Of course we had to take the quiz.
Grabbing my phone, I punched in the necessary information into Google. The page came up with questions like, “Which female pop star do you relate to?” and “What do you like most about yourself?” After selecting my response to Valentine’s Day (chocolate!), what type of drunk I am (I don’t like the taste of alcohol), what animal I would like to be (tiger) and my favorite Disney movie (“Beauty and the Beast”), I sat back for the results.
Crazy Cat Lady Single.
Underneath the designation a short blurb was written, “OK, so you may not own any cats, but that’s not the point. You’ve gotten a little too comfortable in your singledom. Maybe it’s time to pull on some pants and put yourself out there.”
I stared down at the results with a mixture of horror and mirth split across my face. The same friend who first talked about the quiz demanded I turn the phone around. They erupted into laughter. Everyone then clamored to take the quiz, but no one got the distinguished title of “Crazy Cat Lady Single.”
I don’t even like cats all that much.
However, that is neither here nor there. The real issue is why does it matter that I am single?
As a female who happens to be single, I have felt pressure from multiple fronts to attach myself to Mr. Right. Parents, friends, relatives, society and acquaintances have all had “the talk” with me. This conversation has nothing to do with the birds and the bees; it is more like a lecture about “throwing myself out there.”
Well, OK, when you make it sound so thrilling, why not?
They suggest blind dates, dating sites, leaving a number for the cute waiter or talking up random men in multiple venues. The question creeps in after “How is life going?” ... which, you know is fair, because I do the same thing to people. Humans seem to be fascinated by relationships.
Except, blind dates sound awkward, dating sites lack the initial in-person contact, the cute waiter most likely has a girlfriend and why would you interrupt the other person’s walk on the Greenway or workout at the gym?
That last sentence would drive my younger brother insane. His face would become increasingly tighter as I listed each question. By the end, he would take his hand and rub his head in a slow, tense motion and say, “You have got to try, Delaney.” He might want me to be in a relationship more than I do.
It is not that I do not want to be in a relationship. It is more like leaving the Land of Singledom is not No. 1 on my priority list. There are other adventures to be had and goals to accomplish. If I happen to be single, then so be it. Whether or not I am attached to someone will not impact how I live life.
Although, sometimes I have to remind myself being single does not make me less of a person. There are so many people rooting for me to find Mr. Right or Mr. Almost There. Their concern is sweet, but if I place too much weight in their emphasis on my relationship status, then I perceive a lack.

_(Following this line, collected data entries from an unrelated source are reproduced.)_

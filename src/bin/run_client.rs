/**
 * Frontend launcher binary
 *
 * Runs `jac streamlit client.jac` with the working directory pinned to the
 * directory containing this binary, then mirrors the frontend's exit code.
 */
use tracing_subscriber::{layer::SubscriberExt, util::SubscriberInitExt};

use jac_chatbot_tools::launcher::{self, LaunchError};

fn main() {
    tracing_subscriber::registry()
        .with(tracing_subscriber::fmt::layer())
        .init();

    match launcher::launch() {
        Ok(code) => {
            if code != 0 {
                eprintln!("Error running jac streamlit: exit status {}", code);
            }
            std::process::exit(code);
        }
        Err(LaunchError::MissingExecutable) => {
            eprintln!("Error: 'jac' command not found. Make sure jaclang is installed.");
            eprintln!("Install with: pip install jaclang jac-streamlit");
            std::process::exit(1);
        }
        Err(e) => {
            eprintln!("Error running jac streamlit: {}", e);
            std::process::exit(1);
        }
    }
}
/**
 * Launcher Module
 *
 * Starts the Jac streamlit frontend with the working directory pinned to the
 * directory containing this executable, shielding the user from
 * path-resolution issues in the invoking shell.
 */
use std::io::ErrorKind;
use std::path::Path;
use std::process::Command;

use crate::paths;

/// Command used to start the frontend
pub const JAC_COMMAND: &str = "jac";
/// Fixed arguments for the frontend
pub const CLIENT_ARGS: [&str; 2] = ["streamlit", "client.jac"];

/// Launch failure cases
#[derive(Debug, Clone)]
pub enum LaunchError {
    /// The target executable is not on PATH
    MissingExecutable,
    /// The process could not be spawned or awaited
    Io(String),
}

impl std::fmt::Display for LaunchError {
    fn fmt(&self, f: &mut std::fmt::Formatter<'_>) -> std::fmt::Result {
        match self {
            LaunchError::MissingExecutable => {
                write!(f, "'{}' command not found", JAC_COMMAND)
            }
            LaunchError::Io(msg) => write!(f, "{}", msg),
        }
    }
}

impl std::error::Error for LaunchError {}

/// Run the frontend and return its exit code
///
/// Blocks until the child exits. Stdio is inherited, so streamlit's own
/// output and errors go straight to the user's terminal.
pub fn launch() -> Result<i32, LaunchError> {
    let dir = paths::exe_dir().map_err(LaunchError::Io)?;
    tracing::info!("[Launcher] Running {} {:?} in {:?}", JAC_COMMAND, CLIENT_ARGS, dir);
    run_command(JAC_COMMAND, &CLIENT_ARGS, &dir)
}

/// Spawn a command synchronously and map its exit status to a code
fn run_command(command: &str, args: &[&str], dir: &Path) -> Result<i32, LaunchError> {
    let status = Command::new(command)
        .args(args)
        .current_dir(dir)
        .status()
        .map_err(|e| match e.kind() {
            ErrorKind::NotFound => LaunchError::MissingExecutable,
            _ => LaunchError::Io(format!("Failed to run {}: {}", command, e)),
        })?;

    // A signal-terminated child carries no code; report plain failure
    Ok(status.code().unwrap_or(1))
}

How do you feed a lack? Some people might jump into a relationship. Others might focus their attention on another area. A few might embrace blissful disregard.
Perceived lacks in my life tend to eat at me.
Am I really doing something wrong? I wonder. I brood. I question. Am I doing this thing called life properly? I ponder. I fear. I stress. What is wrong with me?
While God has not blessed me with enough common sense to avoid this path altogether, I usually come to my senses after one or two rounds of the internal questions.
The truth is I like being single. I like the freedom of making my own choices and being able to head out of town at a moment’s notice. I enjoy being able to split my time between all of my friends and commitments. It makes me smile when I wake up in the morning and it is just God and me.
And yes, I believe I will like being in a serious relationship with the opportunity to really grow with a person, sharing adventures, establishing a legacy of love and embracing this crazy thing called life together.
But, in the absence of a relationship, I am not less than, and it is something others and I must remember.
Why would I give into those negative thoughts when being single and being in a relationship are both such a blessing?
To be in either with a bad attitude or a poor outlook on life would be wasting the experience.
So here is to all of you regardless of relationship status: may your lives be full of laughter regardless of who is by your side and may your days not be judged by a perceived lack, but instead by an acceptance of who you are and an understanding of your priceless worth outside of another person.